Nous obtenons les mêmes résultats qu'avec les k-moyennes.

Puisque les modèles de mélanges gaussiens sont plus généraux, on pourrait penser qu'il n’y a aucune raison d’utiliser les k-moyennes. Cependant, l'algorithme des k-moyennes a moins de paramètres à estimer et est donc plus rapide et nécessite moins de mémoire. Explorons ceci.

Nombre de paramètres à estimer

Lors de l'entrainement d'un mélange de Gaussiennes, nous devons estimer les proportions du mélange et les paramètres de chaque Gaussiennne :

  • Comme la somme des proportions doit être égale à un, il suffit d'estimer \(K-1\) proportions, avec \(K\) le nombre de Gaussiennes.
  • Nous devons également estimer une moyenne pour chaque Gaussienne, donc \(K d\) paramètres avec \(d\) le nombre de dimensions.
  • La matrice de covariance est une matrice carrée de dimensions \(d \times d\) symétrique (les entrées situées au-dessous de la diagonale principale sont identiques à celles qui sont au-dessus). Nous avons donc \(\frac{d (d-1)}{2}\) valeurs à estimer pour chaque Gaussienne.
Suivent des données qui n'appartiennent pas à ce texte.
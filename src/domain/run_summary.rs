// Run summary domain model - parsed outcome counts of one test run
use once_cell::sync::Lazy;
use regex::Regex;
use thiserror::Error;

static RUN_COUNT: Lazy<Regex> =
    Lazy::new(|| Regex::new(r"Ran ([0-9]*) tests").expect("valid run count pattern"));
static FAILURES: Lazy<Regex> =
    Lazy::new(|| Regex::new(r"failures=([0-9]*)").expect("valid failures pattern"));
static ERRORS: Lazy<Regex> =
    Lazy::new(|| Regex::new(r"errors=([0-9]*)").expect("valid errors pattern"));

/// Significant digits shown for the pass rate
pub const PASS_RATE_PRECISION: usize = 3;

#[derive(Debug, Clone, PartialEq, Eq, Error)]
pub enum ParseError {
    #[error("run text does not contain `Ran <n> tests`")]
    MissingRunCount,
    #[error("result text does not contain `failures=<n>`")]
    MissingFailures,
    #[error("result text does not contain `errors=<n>`")]
    MissingErrors,
    #[error("{field} value {value:?} is not a valid count")]
    InvalidNumber { field: &'static str, value: String },
}

#[derive(Debug, Clone, Copy, PartialEq, Eq)]
pub struct RunSummary {
    pub count: u64,
    pub failures: u64,
    pub errors: u64,
}

impl RunSummary {
    pub fn new(count: u64, failures: u64, errors: u64) -> Self {
        Self {
            count,
            failures,
            errors,
        }
    }

    /// Parse the bodies of `run.txt` and `result.txt` into a summary.
    ///
    /// Only the first match of each pattern is used; anything else in the text
    /// is ignored.
    pub fn parse(run_text: &str, result_text: &str) -> Result<Self, ParseError> {
        let count = Self::parse_run_count(run_text)?;
        let failures = capture_count(&FAILURES, result_text, "failures")?
            .ok_or(ParseError::MissingFailures)?;
        let errors =
            capture_count(&ERRORS, result_text, "errors")?.ok_or(ParseError::MissingErrors)?;

        Ok(Self::new(count, failures, errors))
    }

    pub fn parse_run_count(run_text: &str) -> Result<u64, ParseError> {
        capture_count(&RUN_COUNT, run_text, "count")?.ok_or(ParseError::MissingRunCount)
    }

    /// Tests that neither failed nor errored. Negative when the upstream
    /// report breaks the `failures + errors <= count` convention.
    pub fn success_count(&self) -> i128 {
        self.count as i128 - self.failures as i128 - self.errors as i128
    }

    /// Raw pass rate percentage. `NaN` or infinite when `count` is zero.
    pub fn pass_rate(&self) -> f64 {
        100.0 * (1.0 - (self.failures as f64 + self.errors as f64) / self.count as f64)
    }

    /// Pass rate rounded to three significant digits, e.g. `70.0` or `NaN`.
    pub fn pass_rate_display(&self) -> String {
        to_precision(self.pass_rate(), PASS_RATE_PRECISION)
    }
}

fn capture_count(
    pattern: &Regex,
    text: &str,
    field: &'static str,
) -> Result<Option<u64>, ParseError> {
    let Some(captures) = pattern.captures(text) else {
        return Ok(None);
    };
    let raw = captures.get(1).map(|m| m.as_str()).unwrap_or_default();
    raw.parse::<u64>()
        .map(Some)
        .map_err(|_| ParseError::InvalidNumber {
            field,
            value: raw.to_string(),
        })
}

/// Format a number with `digits` significant digits, the way a browser's
/// `Number.prototype.toPrecision` does: plain notation while the exponent
/// lies in `-6..digits`, exponential notation (`1.23e+7`) otherwise.
pub fn to_precision(value: f64, digits: usize) -> String {
    let digits = digits.max(1);
    if value.is_nan() {
        return "NaN".to_string();
    }
    if value.is_infinite() {
        return if value > 0.0 { "Infinity" } else { "-Infinity" }.to_string();
    }
    if value == 0.0 {
        return format!("{:.*}", digits - 1, 0.0);
    }

    let scientific = format!("{:.*e}", digits - 1, value);
    let (mantissa, exponent) = scientific.split_once('e').unwrap_or((scientific.as_str(), "0"));
    let exponent: i32 = exponent.parse().unwrap_or(0);
    let (sign, mantissa) = match mantissa.strip_prefix('-') {
        Some(rest) => ("-", rest),
        None => ("", mantissa),
    };

    if exponent < -6 || exponent >= digits as i32 {
        let exp_sign = if exponent < 0 { '-' } else { '+' };
        return format!("{sign}{mantissa}e{exp_sign}{}", exponent.abs());
    }

    let significand: String = mantissa.chars().filter(|c| *c != '.').collect();
    if exponent >= 0 {
        let split = exponent as usize + 1;
        let (integer, fraction) = significand.split_at(split);
        if fraction.is_empty() {
            format!("{sign}{integer}")
        } else {
            format!("{sign}{integer}.{fraction}")
        }
    } else {
        let zeros = "0".repeat((-exponent - 1) as usize);
        format!("{sign}0.{zeros}{significand}")
    }
}
// Result panel - fetch, parse and render one test run into its page regions
use crate::application::chart_surface::ChartSurface;
use crate::application::resize_bus::ResizeBus;
use crate::application::result_source::{
    resource_path, ResultSource, SourceError, RESULT_FILE, RUN_FILE, TIMESTAMP_FILE,
};
use crate::domain::chart::ChartOption;
use crate::domain::page::{MissingRegion, Page, RegionClass, Viewport};
use crate::domain::run_summary::{ParseError, RunSummary};
use std::sync::Arc;
use thiserror::Error;
use tokio::sync::RwLock;
use tokio_stream::wrappers::errors::BroadcastStreamRecvError;
use tokio_stream::wrappers::BroadcastStream;
use tokio_stream::StreamExt;

#[derive(Debug, Clone, PartialEq, Eq, Error)]
pub enum PanelError {
    #[error(transparent)]
    Source(#[from] SourceError),
    #[error(transparent)]
    Parse(#[from] ParseError),
    #[error(transparent)]
    MissingRegion(#[from] MissingRegion),
}

/// Text shown in a panel's `last-updated` region
pub fn last_updated_text(timestamp_body: &str) -> String {
    format!("Last updated: {}\u{00A0}UTC", timestamp_body.trim())
}

pub struct ResultPanel {
    name: String,
    index: usize,
    source: Arc<dyn ResultSource>,
    page: Arc<Page>,
    resize_bus: ResizeBus,
    chart: RwLock<Option<ChartSurface>>,
}

impl ResultPanel {
    pub fn new(
        name: String,
        index: usize,
        source: Arc<dyn ResultSource>,
        page: Arc<Page>,
        resize_bus: ResizeBus,
    ) -> Self {
        Self {
            name,
            index,
            source,
            page,
            resize_bus,
            chart: RwLock::new(None),
        }
    }

    pub fn name(&self) -> &str {
        &self.name
    }

    pub fn index(&self) -> usize {
        self.index
    }

    /// Fetch `timestamp.txt` and write it into this panel's `last-updated` region
    pub async fn refresh_timestamp(&self) -> Result<String, PanelError> {
        let path = resource_path(&self.name, TIMESTAMP_FILE);
        tracing::debug!("Fetching {} for panel {}", path, self.index);

        let body = self.source.fetch_text(&path).await?;
        let text = last_updated_text(&body);
        self.page
            .write(RegionClass::LastUpdated, self.index, text.clone())
            .await?;

        Ok(text)
    }

    /// Fetch `run.txt` and `result.txt` together and render the chart once
    /// both have arrived. Either fetch failing leaves the chart untouched.
    pub async fn load_summary(self: &Arc<Self>) -> Result<RunSummary, PanelError> {
        let run_path = resource_path(&self.name, RUN_FILE);
        let result_path = resource_path(&self.name, RESULT_FILE);
        tracing::debug!(
            "Fetching {} and {} for panel {}",
            run_path,
            result_path,
            self.index
        );

        let (run, result) = futures::try_join!(
            self.source.fetch_text(&run_path),
            self.source.fetch_text(&result_path)
        )?;

        let summary = RunSummary::parse(&run, &result)?;
        self.render(summary).await?;
        Ok(summary)
    }

    /// Draw the pass-rate pie for `summary` into this panel's chart mount,
    /// initializing the chart on first use and reusing it afterwards.
    pub async fn render(self: &Arc<Self>, summary: RunSummary) -> Result<(), PanelError> {
        self.page
            .ensure_region(RegionClass::ResultsStateless, self.index)?;

        let option = ChartOption::pass_rate_pie(&summary);
        let mut chart = self.chart.write().await;
        // subscribe before reading the current viewport so no resize published
        // in between is lost
        let events = chart.is_none().then(|| self.resize_bus.subscribe());
        let surface = chart.get_or_insert_with(|| ChartSurface::init(self.resize_bus.current()));
        surface.set_option(option);
        self.page
            .write(RegionClass::ResultsStateless, self.index, surface.markup())
            .await?;
        drop(chart);

        if let Some(events) = events {
            self.listen_for_resize(events);
        }

        tracing::info!(
            "Rendered panel {} ({}): {} tests, {} failures, {} errors, pass rate {}%",
            self.index,
            self.name,
            summary.count,
            summary.failures,
            summary.errors,
            summary.pass_rate_display()
        );
        Ok(())
    }

    /// Re-layout the chart for a new viewport. Returns `false` when the
    /// chart has not been initialized yet.
    pub async fn resize(&self, viewport: Viewport) -> Result<bool, PanelError> {
        let mut chart = self.chart.write().await;
        let Some(surface) = chart.as_mut() else {
            return Ok(false);
        };

        surface.resize(viewport);
        self.page
            .write(RegionClass::ResultsStateless, self.index, surface.markup())
            .await?;

        tracing::debug!(
            "Resized panel {} to {}x{}",
            self.index,
            viewport.width,
            viewport.height
        );
        Ok(true)
    }

    pub async fn chart_option(&self) -> Option<ChartOption> {
        self.chart
            .read()
            .await
            .as_ref()
            .and_then(|surface| surface.option().cloned())
    }

    pub async fn is_rendered(&self) -> bool {
        self.chart.read().await.is_some()
    }

    /// Subscribe this panel to the resize bus for the rest of its lifetime
    fn listen_for_resize(self: &Arc<Self>, mut events: BroadcastStream<Viewport>) {
        let panel = Arc::clone(self);

        tokio::spawn(async move {
            while let Some(event) = events.next().await {
                match event {
                    Ok(viewport) => {
                        if let Err(e) = panel.resize(viewport).await {
                            tracing::warn!("Resize of panel {} failed: {}", panel.index, e);
                        }
                    }
                    Err(BroadcastStreamRecvError::Lagged(skipped)) => {
                        tracing::debug!(
                            "Panel {} skipped {} stale resize events",
                            panel.index,
                            skipped
                        );
                    }
                }
            }
        });
    }
}
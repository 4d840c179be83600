// HTML rendering of the dashboard page
use crate::infrastructure::svg::escape_text;
use std::fmt::Write;

/// What one panel currently shows in its two regions
#[derive(Debug, Clone, PartialEq)]
pub struct PanelView {
    pub name: String,
    pub last_updated: Option<String>,
    pub chart: Option<String>,
}

const STYLE: &str = r#"
body { font-family: sans-serif; margin: 1.5rem; color: #333; }
.panel { margin-bottom: 2rem; }
.panel h2 { font-size: 1.1rem; margin: 0 0 0.25rem; }
.last-updated { font-size: 0.85rem; color: #6e7074; margin: 0 0 0.5rem; }
.results-stateless { width: 100%; height: 300px; }
"#;

// Reports the mount size on resize and pulls the re-rendered regions back in.
const SCRIPT: &str = r#"
function refreshRegions() {
    Array.from(document.getElementsByClassName('last-updated')).forEach((region, index) => {
        fetch(`/panels/${index}/last-updated`)
            .then(r => r.status === 200 ? r.text() : null)
            .then(text => { if (text !== null) region.textContent = text; });
    });
    Array.from(document.getElementsByClassName('results-stateless')).forEach((mount, index) => {
        fetch(`/panels/${index}/chart.svg`)
            .then(r => r.status === 200 ? r.text() : null)
            .then(svg => { if (svg !== null) mount.innerHTML = svg; });
    });
}

function reportViewport() {
    const mount = document.getElementsByClassName('results-stateless')[0];
    if (!mount) return;
    fetch('/viewport', {
        method: 'POST',
        headers: { 'Content-Type': 'application/json' },
        body: JSON.stringify({ width: mount.clientWidth, height: mount.clientHeight }),
    }).then(() => setTimeout(refreshRegions, 100));
}

let resizeTimer;
window.addEventListener('resize', () => {
    clearTimeout(resizeTimer);
    resizeTimer = setTimeout(reportViewport, 150);
});
window.addEventListener('DOMContentLoaded', reportViewport);
"#;

pub fn render_page(title: &str, panels: &[PanelView]) -> String {
    let mut html = String::new();
    let _ = write!(
        html,
        "<!DOCTYPE html>\n<html lang=\"en\">\n<head>\n<meta charset=\"utf-8\">\n<title>{}</title>\n<style>{STYLE}</style>\n</head>\n<body>\n",
        escape_text(title)
    );

    for panel in panels {
        let _ = write!(
            html,
            "<section class=\"panel\">\n<h2>{}</h2>\n<p class=\"last-updated\">{}</p>\n<div class=\"results-stateless\">{}</div>\n</section>\n",
            escape_text(&panel.name),
            panel.last_updated.as_deref().map(escape_text).unwrap_or_default(),
            panel.chart.as_deref().unwrap_or_default(),
        );
    }

    let _ = write!(html, "<script>{SCRIPT}</script>\n</body>\n</html>\n");
    html
}

#[cfg(test)]
mod tests {
    use super::*;

    #[test]
    fn test_one_region_pair_per_panel() {
        let html = render_page(
            "Test results",
            &[
                PanelView {
                    name: "beta".to_string(),
                    last_updated: Some("Last updated: 2024-01-01 00:00:00\u{00A0}UTC".to_string()),
                    chart: Some("<svg></svg>".to_string()),
                },
                PanelView {
                    name: "nightly".to_string(),
                    last_updated: None,
                    chart: None,
                },
            ],
        );

        assert_eq!(html.matches("<p class=\"last-updated\">").count(), 2);
        assert_eq!(html.matches("<div class=\"results-stateless\">").count(), 2);
        assert!(html.contains("<p class=\"last-updated\">Last updated: 2024-01-01 00:00:00\u{00A0}UTC</p>"));
        assert!(html.contains("<div class=\"results-stateless\"><svg></svg></div>"));
        assert!(html.contains("<div class=\"results-stateless\"></div>"));
    }

    #[test]
    fn test_text_is_escaped() {
        let html = render_page(
            "<dash>",
            &[PanelView {
                name: "a&b".to_string(),
                last_updated: Some("Last updated: <now>".to_string()),
                chart: None,
            }],
        );

        assert!(html.contains("<title>&lt;dash&gt;</title>"));
        assert!(html.contains("<h2>a&amp;b</h2>"));
        assert!(html.contains("Last updated: &lt;now&gt;"));
    }
}
// Infrastructure layer - External dependencies and adapters
pub mod config;
pub mod http_response;
pub mod http_source;
pub mod page_html;
pub mod svg;
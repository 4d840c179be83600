// HTTP result source - reads run files from the results host
use crate::application::result_source::{ResultSource, SourceError};
use anyhow::Context;
use async_trait::async_trait;
use std::time::Duration;

#[derive(Debug, Clone)]
pub struct HttpResultSource {
    base_url: String,
    client: reqwest::Client,
}

impl HttpResultSource {
    pub fn new(base_url: String, timeout_secs: Option<u64>) -> anyhow::Result<Self> {
        let mut builder = reqwest::Client::builder();
        if let Some(secs) = timeout_secs {
            builder = builder.timeout(Duration::from_secs(secs));
        }
        let client = builder.build().context("Failed to build HTTP client")?;

        Ok(Self {
            base_url: base_url.trim_end_matches('/').to_string(),
            client,
        })
    }

    fn url_for(&self, path: &str) -> String {
        format!("{}{}", self.base_url, path)
    }
}

#[async_trait]
impl ResultSource for HttpResultSource {
    async fn fetch_text(&self, path: &str) -> Result<String, SourceError> {
        let request_error = |e: reqwest::Error| SourceError::Request {
            path: path.to_string(),
            message: e.to_string(),
        };

        let response = self
            .client
            .get(self.url_for(path))
            .send()
            .await
            .map_err(request_error)?;

        let status = response.status();
        if !status.is_success() {
            return Err(SourceError::Status {
                path: path.to_string(),
                status: status.as_u16(),
            });
        }

        response.text().await.map_err(request_error)
    }
}

#[cfg(test)]
mod tests {
    use super::*;
    use axum::{routing::get, Router};
    use std::net::SocketAddr;

    async fn serve_results() -> SocketAddr {
        let router = Router::new()
            .route("/beta/run.txt", get(|| async { "Ran 12 tests in 0.1s\n" }))
            .route("/beta/timestamp.txt", get(|| async { "2024-06-01 12:00:00\n" }));
        let listener = tokio::net::TcpListener::bind("127.0.0.1:0").await.unwrap();
        let addr = listener.local_addr().unwrap();
        tokio::spawn(async move {
            axum::serve(listener, router).await.unwrap();
        });
        addr
    }

    #[tokio::test]
    async fn test_fetch_text() {
        let addr = serve_results().await;
        let source = HttpResultSource::new(format!("http://{addr}/"), Some(5)).unwrap();

        let body = source.fetch_text("/beta/run.txt").await.unwrap();
        assert_eq!(body, "Ran 12 tests in 0.1s\n");
    }

    #[tokio::test]
    async fn test_base_url_without_trailing_slash() {
        let addr = serve_results().await;
        let source = HttpResultSource::new(format!("http://{addr}"), None).unwrap();

        let body = source.fetch_text("/beta/timestamp.txt").await.unwrap();
        assert_eq!(body, "2024-06-01 12:00:00\n");
    }

    #[tokio::test]
    async fn test_missing_resource_is_status_error() {
        let addr = serve_results().await;
        let source = HttpResultSource::new(format!("http://{addr}"), None).unwrap();

        let err = source.fetch_text("/beta/result.txt").await.unwrap_err();
        assert_eq!(
            err,
            SourceError::Status {
                path: "/beta/result.txt".to_string(),
                status: 404
            }
        );
    }

    #[tokio::test]
    async fn test_unreachable_host_is_request_error() {
        let listener = tokio::net::TcpListener::bind("127.0.0.1:0").await.unwrap();
        let addr = listener.local_addr().unwrap();
        drop(listener);
        let source = HttpResultSource::new(format!("http://{addr}"), Some(2)).unwrap();

        let err = source.fetch_text("/beta/run.txt").await.unwrap_err();
        assert!(matches!(err, SourceError::Request { .. }));
    }
}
Globalement, nous avons, pour la forme générale du mélange de Gaussiennes (sans aucune condition) \(K-1 + Kd + \frac{Kd(d-1)}{2}\) paramètres à estimer avec :

  • \(K\) le nombre de Gaussiennes (ou classes) ;
  • \(d\) le nombre de variables.

Si nous imposons des conditions sur le modèle, nous pouvons réduire le nombre de paramètres à estimer. Par exemple, si nous supposons que les matrices de covariance sont diagonales avec une variance égale (un scalaire fois la matrice identité) et que les proportions du mélange sont les mêmes, nous avons alors d + 1 paramètres à estimer. Cela correspond aux hypothèses des k-moyennes.

Pour résumer

  • Les modèles de mélanges gaussiens avec l'algorithme CEM peuvent être vus comme une généralisation des k-moyennes : alors que les données des k-moyennes sont supposées être générées par un mélange de Gaussiennes ayant les mêmes proportions et des matrices de covariance diagonales, les modèles de mélanges gaussiens permettent d'avoir d'autres hypothèses sur les proportions du mélange et sur les matrices de covariance des Gaussiennes.
  • Imposer des conditions sur les paramètres des Gaussiennes et sur le mélange permet de réduire le nombre de paramètres à estimer et donc de réduire le temps d’exécution de l’algorithme.
  • Plusieurs algorithmes ont pour but de s’adapter à un mélange de Gaussiennes. Par exemple, l'algorithme EM estime les paramètres du mélange et les classes sont obtenues a posteriori. L’algorithme CEM estime les paramètres et les affectations aux clusters simultanément, permettant ainsi de réduire le temps d’exécution.